I have been on both sides of the this anguish. Sometimes Mrs. Curley and I feel we can find no compatriots in the Church - because our friends on one side are traditionalists who close their minds to anything that doesn't support the 1962 Missal; and on the other side we have those who say they embrace Vatican II - but in reality embrace a smoke screen of what has been sold as Vatican II but in reality is abusive experimentation, Modernist theories, lack of reverence, sliding morals, etc. But to our consolation, we do stand with our Holy Father Benedict XVI, recalling his words during his first homily as Pope:

"I too, as I start in the service that is proper to the Successor of Peter, wish to affirm with force my decided will to pursue the commitment to enact Vatican Council II, in the wake of my predecessors and in faithful continuity with the millennia-old tradition of the Church. Precisely this year is the 40th anniversary of the conclusion of this conciliar assembly (December 8, 1965). With the passing of time, the conciliar documents have not lost their timeliness; their teachings have shown themselves to be especially pertinent to the new exigencies of the Church and the present globalized society. " (italics added).

From the small holding in Bethune...

Oremus pro invicem!

Monday, May 23, 2005

Yesterday I saw the future of the Church in America

Yesterday afternoon we had a covered dish (pot luck supper for non-Southerners) and May crowning of the Blessed Virgin with both the 'American' and the 'Hispanic' parishioners at our parish. Not too many of the 'Americans' showed up. The 'Hispanic' parishioners are mostly young families - with children. We don't see too many young families with children in our rural parishes.

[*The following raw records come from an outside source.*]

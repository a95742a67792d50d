use serde::{Deserialize, Serialize};
use chrono::{DateTime, Utc};
use std::cmp::Ordering;

/// The closed set of delivery channels a notification can target.
#[derive(Debug, Clone, Copy, Serialize, Deserialize, PartialEq, Eq, Hash)]
pub enum ChannelKind {
    Sms,
    Email,
    Push,
}

impl std::fmt::Display for ChannelKind {
    fn fmt(&self, f: &mut std::fmt::Formatter<'_>) -> std::fmt::Result {
        match self {
            ChannelKind::Sms => write!(f, "SMS"),
            ChannelKind::Email => write!(f, "Email"),
            ChannelKind::Push => write!(f, "Push"),
        }
    }
}

/// Identifying payload carried by a channel, used when rendering a notification.
pub trait ChannelDetails {
    fn kind(&self) -> ChannelKind;
    fn field_label(&self) -> &'static str;
    fn field_value(&self) -> &str;
}

#[derive(Debug, Clone, Serialize, Deserialize, PartialEq, Eq)]
pub struct Sms {
    pub phone_number: String,
}

#[derive(Debug, Clone, Serialize, Deserialize, PartialEq, Eq)]
pub struct Email {
    pub email_address: String,
}

#[derive(Debug, Clone, Serialize, Deserialize, PartialEq, Eq)]
pub struct Push {
    pub device_id: String,
}

impl Sms {
    pub fn new(phone_number: impl Into<String>) -> Self {
        Self { phone_number: phone_number.into() }
    }
}

impl Email {
    pub fn new(email_address: impl Into<String>) -> Self {
        Self { email_address: email_address.into() }
    }
}

impl Push {
    pub fn new(device_id: impl Into<String>) -> Self {
        Self { device_id: device_id.into() }
    }
}

impl ChannelDetails for Sms {
    fn kind(&self) -> ChannelKind {
        ChannelKind::Sms
    }

    fn field_label(&self) -> &'static str {
        "Phone number"
    }

    fn field_value(&self) -> &str {
        &self.phone_number
    }
}

impl ChannelDetails for Email {
    fn kind(&self) -> ChannelKind {
        ChannelKind::Email
    }

    fn field_label(&self) -> &'static str {
        "Email address"
    }

    fn field_value(&self) -> &str {
        &self.email_address
    }
}

impl ChannelDetails for Push {
    fn kind(&self) -> ChannelKind {
        ChannelKind::Push
    }

    fn field_label(&self) -> &'static str {
        "Device ID"
    }

    fn field_value(&self) -> &str {
        &self.device_id
    }
}

/// Tagged union over every channel, for containers that mix variants.
#[derive(Debug, Clone, Serialize, Deserialize, PartialEq, Eq)]
pub enum Channel {
    Sms(Sms),
    Email(Email),
    Push(Push),
}

impl ChannelDetails for Channel {
    fn kind(&self) -> ChannelKind {
        match self {
            Channel::Sms(sms) => sms.kind(),
            Channel::Email(email) => email.kind(),
            Channel::Push(push) => push.kind(),
        }
    }

    fn field_label(&self) -> &'static str {
        match self {
            Channel::Sms(sms) => sms.field_label(),
            Channel::Email(email) => email.field_label(),
            Channel::Push(push) => push.field_label(),
        }
    }

    fn field_value(&self) -> &str {
        match self {
            Channel::Sms(sms) => sms.field_value(),
            Channel::Email(email) => email.field_value(),
            Channel::Push(push) => push.field_value(),
        }
    }
}

impl From<Sms> for Channel {
    fn from(sms: Sms) -> Self {
        Channel::Sms(sms)
    }
}

impl From<Email> for Channel {
    fn from(email: Email) -> Self {
        Channel::Email(email)
    }
}

impl From<Push> for Channel {
    fn from(push: Push) -> Self {
        Channel::Push(push)
    }
}

/// A message stamped with a point in time, addressed through channel `C`.
///
/// Construction accepts any message and timestamp; nothing is validated.
#[derive(Debug, Clone, Serialize, Deserialize, PartialEq, Eq)]
pub struct Notification<C> {
    pub message: String,
    pub timestamp: DateTime<Utc>,
    pub channel: C,
}

pub type SmsNotification = Notification<Sms>;
pub type EmailNotification = Notification<Email>;
pub type PushNotification = Notification<Push>;

impl<C> Notification<C> {
    pub fn new(message: impl Into<String>, timestamp: DateTime<Utc>, channel: C) -> Self {
        Self {
            message: message.into(),
            timestamp,
            channel,
        }
    }

    pub fn now(message: impl Into<String>, channel: C) -> Self {
        Self::new(message, Utc::now(), channel)
    }

    /// Orders by timestamp only. Message and channel never break ties.
    pub fn compare_timestamp(&self, other: &Self) -> Ordering {
        self.timestamp.cmp(&other.timestamp)
    }

    /// Lifts a single-channel notification into the mixed-channel form.
    pub fn into_any(self) -> Notification<Channel>
    where
        C: Into<Channel>,
    {
        Notification {
            message: self.message,
            timestamp: self.timestamp,
            channel: self.channel.into(),
        }
    }
}

impl<C: ChannelDetails> std::fmt::Display for Notification<C> {
    fn fmt(&self, f: &mut std::fmt::Formatter<'_>) -> std::fmt::Result {
        write!(
            f,
            "Message: {}, {}: {}",
            self.message,
            self.channel.field_label(),
            self.channel.field_value()
        )
    }
}
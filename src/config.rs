use serde::{Deserialize, Serialize};
use std::env;
use std::str::FromStr;

use anyhow::{Context, Result};
use log::LevelFilter;

#[derive(Debug, Clone, Serialize, Deserialize, PartialEq)]
pub struct Config {
    pub log_level: String,
}

impl Config {
    pub fn from_env() -> Self {
        Self::from_log_level(env::var("LOG_LEVEL").ok())
    }

    pub fn from_log_level(log_level: Option<String>) -> Self {
        Config {
            log_level: log_level.unwrap_or_else(|| "warn".to_string()),
        }
    }

    /// Strict parse of `log_level`, for reporting a bad value.
    pub fn parse_level(&self) -> Result<LevelFilter> {
        LevelFilter::from_str(self.log_level.trim())
            .with_context(|| format!("Invalid LOG_LEVEL value: {}", self.log_level))
    }

    /// Unparsable values fall back to `warn`.
    pub fn level_filter(&self) -> LevelFilter {
        self.parse_level().unwrap_or(LevelFilter::Warn)
    }
}

impl Default for Config {
    fn default() -> Self {
        Self::from_log_level(None)
    }
}

#[cfg(test)]
mod tests {
    use super::*;

    #[test]
    fn test_default_level() {
        let config = Config::default();
        assert_eq!(config.log_level, "warn");
        assert_eq!(config.level_filter(), LevelFilter::Warn);
    }

    #[test]
    fn test_unset_level_uses_default() {
        assert_eq!(Config::from_log_level(None), Config::default());
    }

    #[test]
    fn test_level_parsing_is_case_insensitive() {
        let config = Config::from_log_level(Some(" DEBUG ".to_string()));
        assert_eq!(config.level_filter(), LevelFilter::Debug);
        assert!(config.parse_level().is_ok());
    }

    #[test]
    fn test_invalid_level_falls_back_to_warn() {
        let config = Config::from_log_level(Some("verbose".to_string()));
        assert_eq!(config.level_filter(), LevelFilter::Warn);

        let err = config.parse_level().unwrap_err();
        assert!(err.to_string().contains("verbose"));
    }

    // only test in the crate that touches LOG_LEVEL
    #[test]
    fn test_from_env_reads_log_level() {
        env::set_var("LOG_LEVEL", "verbose");
        let invalid = Config::from_env();
        env::set_var("LOG_LEVEL", "trace");
        let valid = Config::from_env();
        env::remove_var("LOG_LEVEL");
        let unset = Config::from_env();

        assert_eq!(invalid.log_level, "verbose");
        assert_eq!(invalid.level_filter(), LevelFilter::Warn);
        assert_eq!(valid.level_filter(), LevelFilter::Trace);
        assert_eq!(unset, Config::default());
    }
}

We had a great time. We ate; played wiffle ball for an hour, (somehow my team was crushed). Then we processed around the church property saying the rosary (alternating between English and Spanish decades - Oh surely Latin begged to be used here. Unfortunately few know the Ave and Pater Noster in the Latin). During the last decade we entered the Church. We each presented a flower to our Lady and young girl named Maria crowned her. We sang a few hymns (some English/some Spanish - again Latin would have brought us together.)

My daughter was trying to teach us some rudimentary phrases in Spanish on the way there yesterday. She (who has taken 2 years in college) says she exhausted her vocabulary in about 20 minutes.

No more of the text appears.